We are not convinced that the maximum level of penalties prescribed in the Bill is sufficiently high enough to act as a proper deterrent for persons not complying with the legislation. Perhaps further consideration should be given to adding custodial penalties for persons found guilty of breaching the legislation. It is widely thought that the inclusion of custodial penalties in the NSW legislation has been a prime motivator for a high level of compliance. While it would be beneficial for the legislation to be enacted at the earliest opportunity to generate much needed revenue for the racing industry, it would be more appropriate to delay its passage until a final decision is made by the Government on the preferred structure of racing and betting administration in New Zealand. This would avoid the necessity of setting up monitoring and collection systems within the nominated Designated Authority only to have to repeat the exercise if the structure changes.

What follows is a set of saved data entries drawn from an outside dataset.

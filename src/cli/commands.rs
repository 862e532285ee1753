use crate::app::{new_corr_id, AppContext, GleanerError, Result};
use crate::domain::{
    EmitSpec, EmitType, EmittedData, FragmentSpec, Owner, PluginExecution, RenderDirectives,
    Repository, RetentionPolicy, ScrapeRequest, Source,
};
use crate::harvest::RefreshExpression;
use crate::plugins::{CompositeFilter, ConditionalTag};
use crate::scrape::ScrapeEngine;

pub async fn scrape(
    ctx: &AppContext,
    url: &str,
    render: bool,
    xpath: Option<String>,
    emit: &[String],
) -> Result<()> {
    let types = emit
        .iter()
        .map(|name| {
            EmitType::parse(name)
                .ok_or_else(|| GleanerError::RequestInvalid(format!("unknown emit type '{}'", name)))
        })
        .collect::<Result<Vec<_>>>()?;
    let fragment = match xpath {
        Some(xpath) => FragmentSpec::xpath(xpath),
        None => FragmentSpec::root(),
    };

    let mut request = ScrapeRequest::new(url).with_emit(EmitSpec::new(fragment, types));
    if render {
        request = request.rendered(RenderDirectives::default());
    }

    let mut response = ctx.engine.scrape(&new_corr_id(), &request).await?;
    if response.failed {
        eprintln!(
            "Scrape failed: {}",
            response.error_message.as_deref().unwrap_or("unknown error")
        );
    }

    // Screenshots go to files in the working directory.
    for (i, element) in response.elements.iter_mut().enumerate() {
        for data in &mut element.data {
            if let EmittedData::Pixel(png) = data {
                let path = format!("fragment-{}.png", i);
                std::fs::write(&path, &png)?;
                println!("Wrote {} ({} bytes)", path, png.len());
                *data = EmittedData::Text(path);
            }
        }
    }

    println!("{}", serde_json::to_string_pretty(&response)?);
    Ok(())
}

pub async fn parse_feed(ctx: &AppContext, url: &str) -> Result<()> {
    let feed = ctx.feed_service().parse_feed_from_url(&new_corr_id(), url).await?;

    if let Some(title) = &feed.title {
        println!("Feed title: {}", title);
    }
    for item in &feed.items {
        let date = item
            .published_at
            .map(|d| d.format("%Y-%m-%d").to_string())
            .unwrap_or_else(|| "          ".to_string());
        println!("{} {}\n           {}", date, item.display_title(), item.url);
    }
    println!("{} items", feed.items.len());
    Ok(())
}

pub async fn preview(
    ctx: &AppContext,
    urls: &[String],
    filters: Option<&str>,
    tags: Option<&str>,
) -> Result<()> {
    let requests: Vec<_> = urls.iter().map(ScrapeRequest::new).collect();
    let filters: Vec<CompositeFilter> = match filters {
        Some(json) => serde_json::from_str(json)?,
        None => Vec::new(),
    };
    let tags: Vec<ConditionalTag> = match tags {
        Some(json) => serde_json::from_str(json)?,
        None => Vec::new(),
    };

    let feed = ctx
        .feed_service()
        .parse_feed_from_request(&new_corr_id(), None, &requests, &filters, &tags)
        .await?;
    println!("{}", serde_json::to_string_pretty(&feed)?);
    Ok(())
}

pub async fn discover(ctx: &AppContext, url: &str) -> Result<()> {
    let request = ScrapeRequest::new(url)
        .with_emit(EmitSpec::new(FragmentSpec::root(), vec![EmitType::Feeds]));
    let response = ctx.engine.scrape(&new_corr_id(), &request).await?;
    if response.failed {
        return Err(GleanerError::FetchFailed(
            response.error_message.unwrap_or_else(|| url.to_string()),
        ));
    }

    let Some(feeds) = response.root_element().and_then(|e| e.feeds()) else {
        println!("No feeds found");
        return Ok(());
    };

    println!("Native feeds:");
    for feed in &feeds.native_feeds {
        println!(
            "  [{}] {} {}",
            feed.feed_type.as_str(),
            feed.url,
            feed.title.as_deref().unwrap_or("")
        );
    }
    println!("Generic feeds:");
    for rule in &feeds.generic_feeds {
        println!(
            "  score {:.1}, {} items: {} -> {}",
            rule.score, rule.count, rule.context_xpath, rule.link_xpath
        );
    }
    Ok(())
}

/// `id` or `id=<json params>`.
fn parse_plugin_arg(arg: &str) -> Result<PluginExecution> {
    match arg.split_once('=') {
        Some((id, params)) => Ok(PluginExecution::new(id.trim(), serde_json::from_str(params)?)),
        None => Ok(PluginExecution::new(arg.trim(), serde_json::Value::Null)),
    }
}

pub fn add_repository(
    ctx: &AppContext,
    title: &str,
    refresh: Option<String>,
    owner: &str,
    max_items: Option<u32>,
    max_age_days: Option<u32>,
    plugins: &[String],
) -> Result<String> {
    let refresh = refresh.unwrap_or_else(|| ctx.config.scheduler.default_refresh.clone());
    if !refresh.trim().is_empty() {
        RefreshExpression::parse(&refresh)?;
    }
    let plugins = plugins
        .iter()
        .map(|arg| parse_plugin_arg(arg))
        .collect::<Result<Vec<_>>>()?;
    ctx.registry.check(&plugins)?;

    if ctx.store.get_owner(owner)?.is_none() {
        ctx.store.add_owner(&Owner::new(owner, owner))?;
    }

    let mut repository = Repository::new(owner, title, refresh);
    repository.retention = RetentionPolicy {
        max_items,
        max_age_days,
    };
    repository.plugins = plugins;
    ctx.store.add_repository(&repository)?;

    println!("Added repository: {} ({})", repository.title, repository.id);
    Ok(repository.id)
}

pub fn list_repositories(ctx: &AppContext) -> Result<()> {
    let repositories = ctx.store.get_all_repositories()?;

    if repositories.is_empty() {
        println!("No repositories");
        return Ok(());
    }

    for repository in repositories {
        let next = repository
            .next_harvest_at
            .map(|d| d.format("%Y-%m-%d %H:%M").to_string())
            .unwrap_or_else(|| "due".to_string());
        let archived = if repository.archived { " [archived]" } else { "" };
        println!(
            "{}{} ({})\n  refresh: {}, next: {}, failures: {}",
            repository.title,
            archived,
            repository.id,
            repository.refresh_expression,
            next,
            repository.failure_count
        );
        for source in &repository.sources {
            let marker = if source.erroneous { "!" } else { " " };
            println!("  {} {}", marker, source.display_title());
            if let Some(message) = &source.last_error_message {
                println!("      {}", message);
            }
        }
    }

    Ok(())
}

pub fn archive_repository(ctx: &AppContext, id: &str) -> Result<()> {
    ctx.store.set_repository_archived(id, true)?;
    println!("Archived repository: {}", id);
    Ok(())
}

pub fn add_source(
    ctx: &AppContext,
    repository_id: &str,
    url: &str,
    title: Option<String>,
    render: bool,
    tags: &[String],
) -> Result<()> {
    let repository = ctx
        .store
        .get_repository(repository_id)?
        .ok_or_else(|| GleanerError::RepositoryNotFound(repository_id.to_string()))?;
    let owner = Some(repository.owner_id.as_str());

    let max_per_repository = ctx.engine.entitlements().max_sources_per_repository_for(owner);
    if repository.sources.len() >= max_per_repository {
        return Err(GleanerError::LimitExceeded(format!(
            "a repository may have at most {} sources",
            max_per_repository
        )));
    }
    let max_active = ctx.engine.entitlements().max_active_sources_for(owner);
    if ctx.store.count_active_sources(&repository.owner_id)? >= max_active {
        return Err(GleanerError::LimitExceeded(format!(
            "an owner may have at most {} active sources",
            max_active
        )));
    }

    let mut request = ScrapeRequest::new(url);
    if render {
        request = request.rendered(RenderDirectives::default());
    }
    ScrapeEngine::validate(&request)?;

    let mut source = Source::new(&repository.id, request);
    source.title = title;
    source.tags = tags.to_vec();
    ctx.store.add_source(&source)?;

    println!("Added source to {}: {}", repository.title, source.display_title());
    Ok(())
}

pub fn list_documents(ctx: &AppContext, repository_id: &str, limit: usize) -> Result<()> {
    let documents = ctx.store.get_documents(repository_id)?;

    if documents.is_empty() {
        println!("No documents");
        return Ok(());
    }

    for document in documents.iter().take(limit) {
        let tags = if document.tags.is_empty() {
            String::new()
        } else {
            format!(" [{}]", document.tags.join(", "))
        };
        println!(
            "{} {}{}\n           {}",
            document.published_at.format("%Y-%m-%d"),
            document.display_title(),
            tags,
            document.url
        );
    }
    if documents.len() > limit {
        println!("... and {} more", documents.len() - limit);
    }

    Ok(())
}

pub async fn harvest_once(ctx: &AppContext) -> Result<()> {
    let summary = ctx.scheduler().tick().await?;
    println!(
        "Harvest complete: {} due, {} harvested, {} failed",
        summary.due, summary.succeeded, summary.failed
    );
    Ok(())
}

/// Runs the scheduler in the foreground until Ctrl-C.
pub async fn harvest_forever(ctx: &AppContext) -> Result<()> {
    let (tx, rx) = tokio::sync::watch::channel(false);
    tokio::spawn(async move {
        if tokio::signal::ctrl_c().await.is_ok() {
            let _ = tx.send(true);
        }
    });
    ctx.scheduler().run(rx).await
}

Based on what we have seen and heard from the NZRB over the past week or so it would seem they are living in an alternate universe.  In that world work goes on shovelling money into a FOB platform which has the whiff of a three-week dead trout about it; jobs of all descriptions are advertised despite the future of the organisation being shaky at best; and there is no connection between the senior leadership team and the Minister.

Shouldn’t we all be more than a little concerned about all of the above?  Even more so when it is being portrayed by the CEO as if they are the ones who are being hard done by.

We are lucky in this country to have relatively easy access to our politicians, we connect to them via social media, can drop them an email, write them a letter and even give them a phone call – which they may, or may not chose to answer!

Brian de Lore told me earlier this week that he had flicked a text to Racing Minister Winston Peters and received a phone call within three minutes.

He relays this in his piece in The Informant where the Minister could not have been clearer when it came to the Racefields legislation.

“I cannot keep on jamming things into the Parliamentary schedule and it made sense to pull that out of the schedule and incorporate whatever good parts there are into a new Bill as fast as I can,” the Minister told de Lore.

Given this and further comments from the Minister in the de Lore piece it was somewhat odd to see an NZRB puff piece also featuring in The Informant where John Allen is apparently “pushing a case for the Racing Board and the TAB in its current form to maintain a position at the top of industry administration and oversight.”

Anyone with a little more self-awareness might have already fallen on their sword.

Instead, we continue to hear the same old rhetoric coming out of Petone where it is everyone else’s fault that they are now presiding over a dead horse.  We are told they are passionate about the industry – as passionate as a six-figure salary can make you, I think – and that they want to see it thrive.   Excuse me if we aren’t swallowing it, after three years we’ve figured out the talk is just talk.

The implementation of recommendation number 4 can’t come soon enough.  Don’t be surprised though if, when the independents charged with conducting a performance and efficiency audit of the NZRB finally break into Fortress Petone, they find nothing but a burnt-out shell.